● **What you will do**: Copy, from the entries below, each line where the word "work" can be found.

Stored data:
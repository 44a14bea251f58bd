//! Sync progress reporting.
//!
//! Reports what a `mirror sync` run is doing so users can see how far it has
//! got through a long, deliberately slow fetch. Progress goes to **stderr**
//! so stdout stays parseable for scripts.

use std::io::Write;

/// A single progress event.
#[derive(Clone, Debug, PartialEq, Eq)]
pub enum SyncProgressEvent {
    /// Listing the space. Total unknown.
    Enumerating { space: String },
    /// Fetching planned documents: `n` attempted out of `total`.
    Fetching { space: String, n: u64, total: u64 },
}

/// Reports sync progress.
pub trait SyncProgressReporter: Send + Sync {
    fn report(&self, event: SyncProgressEvent);
}

/// Human-friendly progress on stderr: "sync ARR  fetching  12 / 1,034 documents".
pub struct StderrProgress;

impl SyncProgressReporter for StderrProgress {
    fn report(&self, event: SyncProgressEvent) {
        let line = match &event {
            SyncProgressEvent::Enumerating { space } => {
                format!("sync {}  enumerating...\n", space)
            }
            SyncProgressEvent::Fetching { space, n, total } => format!(
                "sync {}  fetching  {} / {} documents\n",
                space,
                format_number(*n),
                format_number(*total)
            ),
        };
        let _ = std::io::stderr().lock().write_all(line.as_bytes());
        let _ = std::io::stderr().lock().flush();
    }
}

/// Machine-readable progress: one JSON object per line on stderr.
pub struct JsonProgress;

impl SyncProgressReporter for JsonProgress {
    fn report(&self, event: SyncProgressEvent) {
        let obj = match &event {
            SyncProgressEvent::Enumerating { space } => serde_json::json!({
                "event": "progress",
                "space": space,
                "phase": "enumerating"
            }),
            SyncProgressEvent::Fetching { space, n, total } => serde_json::json!({
                "event": "progress",
                "space": space,
                "phase": "fetching",
                "n": n,
                "total": total
            }),
        };
        if let Ok(line) = serde_json::to_string(&obj) {
            let _ = writeln!(std::io::stderr().lock(), "{}", line);
            let _ = std::io::stderr().lock().flush();
        }
    }
}

pub struct NoProgress;

impl SyncProgressReporter for NoProgress {
    fn report(&self, _event: SyncProgressEvent) {}
}

fn format_number(n: u64) -> String {
    let s = n.to_string();
    let mut result = String::with_capacity(s.len() + (s.len() - 1) / 3);
    for (i, c) in s.chars().rev().enumerate() {
        if i > 0 && i % 3 == 0 {
            result.push(',');
        }
        result.push(c);
    }
    result.chars().rev().collect()
}

/// Progress mode for the CLI.
#[derive(Clone, Copy, Debug, Eq, PartialEq, clap::ValueEnum)]
pub enum ProgressMode {
    Off,
    Human,
    Json,
}

impl ProgressMode {
    /// Human progress when stderr is a TTY, otherwise off.
    pub fn default_for_tty() -> Self {
        if atty::is(atty::Stream::Stderr) {
            ProgressMode::Human
        } else {
            ProgressMode::Off
        }
    }

    pub fn reporter(&self) -> Box<dyn SyncProgressReporter> {
        match self {
            ProgressMode::Off => Box::new(NoProgress),
            ProgressMode::Human => Box::new(StderrProgress),
            ProgressMode::Json => Box::new(JsonProgress),
        }
    }
}
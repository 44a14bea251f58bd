//! Fetch, transform and persist planned work, one item at a time.
//!
//! Failures are isolated per item: a detail fetch that fails is recorded
//! and the run moves on to the next item. Only archive write errors end the
//! run early, since continuing would mean losing every later document too.

use anyhow::Result;

use crate::archive::ArchiveWriter;
use crate::local_state::LocalIndex;
use crate::models::{ContentItem, ItemOutcome, SyncSummary};
use crate::politeness::{DelaySite, PolitenessScheduler};
use crate::progress::{SyncProgressEvent, SyncProgressReporter};
use crate::traits::{RemoteContentApi, Transform};

pub struct ContentPipeline<'a> {
    pub api: &'a dyn RemoteContentApi,
    pub transform: &'a dyn Transform,
    pub writer: &'a ArchiveWriter,
    /// Archive contents at the start of the run.
    pub local: &'a LocalIndex,
    pub scheduler: &'a PolitenessScheduler,
    pub progress: &'a dyn SyncProgressReporter,
    pub detail_expand: &'a str,
    pub space: &'a str,
}

impl ContentPipeline<'_> {
    /// Process every work item in order and return what happened to each.
    ///
    /// The scheduler pauses after each saved document unless it was the
    /// last item.
    pub async fn run(&self, work: &[ContentItem]) -> Result<SyncSummary> {
        let mut summary = SyncSummary::default();
        let total = work.len();

        for (i, planned) in work.iter().enumerate() {
            tracing::info!(
                "processing {}/{}: {} (ID: {})",
                i + 1,
                total,
                planned.title_or_default(),
                planned.id
            );

            let outcome = self.process(planned).await?;
            let saved = matches!(outcome, ItemOutcome::Saved { .. });
            summary.record(outcome);

            self.progress.report(SyncProgressEvent::Fetching {
                space: self.space.to_string(),
                n: (i + 1) as u64,
                total: total as u64,
            });

            if saved && i + 1 < total {
                self.scheduler.delay(DelaySite::Item).await;
            }
        }

        Ok(summary)
    }

    async fn process(&self, planned: &ContentItem) -> Result<ItemOutcome> {
        let detail = match self.api.get_content(&planned.id, self.detail_expand).await {
            Ok(detail) => detail,
            Err(e) => {
                tracing::error!(id = %planned.id, error = %e, "failed to fetch content; skipping");
                return Ok(ItemOutcome::Failed {
                    id: planned.id.clone(),
                    reason: e.to_string(),
                });
            }
        };

        let (fetched, body) = detail.into_body();
        if fetched.id != planned.id {
            tracing::warn!(
                requested = %planned.id,
                returned = %fetched.id,
                "remote returned a different item; skipping"
            );
            return Ok(ItemOutcome::Skipped {
                id: planned.id.clone(),
                reason: format!("remote returned item {}", fetched.id),
            });
        }

        let item = merge_metadata(fetched, planned);
        let text = self.transform.transform(&body.markup);
        let path = self
            .writer
            .write_document(&item, &text, self.local.paths(&item.id))?;

        tracing::info!(id = %item.id, path = %path.display(), "saved document");
        Ok(ItemOutcome::Saved { id: item.id, path })
    }
}

/// Detail fields win; anything the detail call left out comes from the
/// listing snapshot.
fn merge_metadata(mut fetched: ContentItem, listed: &ContentItem) -> ContentItem {
    if fetched.title.is_none() {
        fetched.title = listed.title.clone();
    }
    if fetched.content_type.is_none() {
        fetched.content_type = listed.content_type.clone();
    }
    if fetched.status.is_none() {
        fetched.status = listed.status.clone();
    }
    if fetched.position.is_none() {
        fetched.position = listed.position;
    }
    if fetched.version.is_none() {
        fetched.version = listed.version.clone();
    }
    if fetched.ancestors.is_empty() {
        fetched.ancestors = listed.ancestors.clone();
    }
    fetched
}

● **Reply**:
//! Fetch, transform and persist planned work, one item at a time.
    /// Process every work item in order and return what happened to each.
    pub async fn run(&self, work: &[ContentItem]) -> Result<SyncSummary> {
        let total = work.len();
        for (i, planned) in work.iter().enumerate() {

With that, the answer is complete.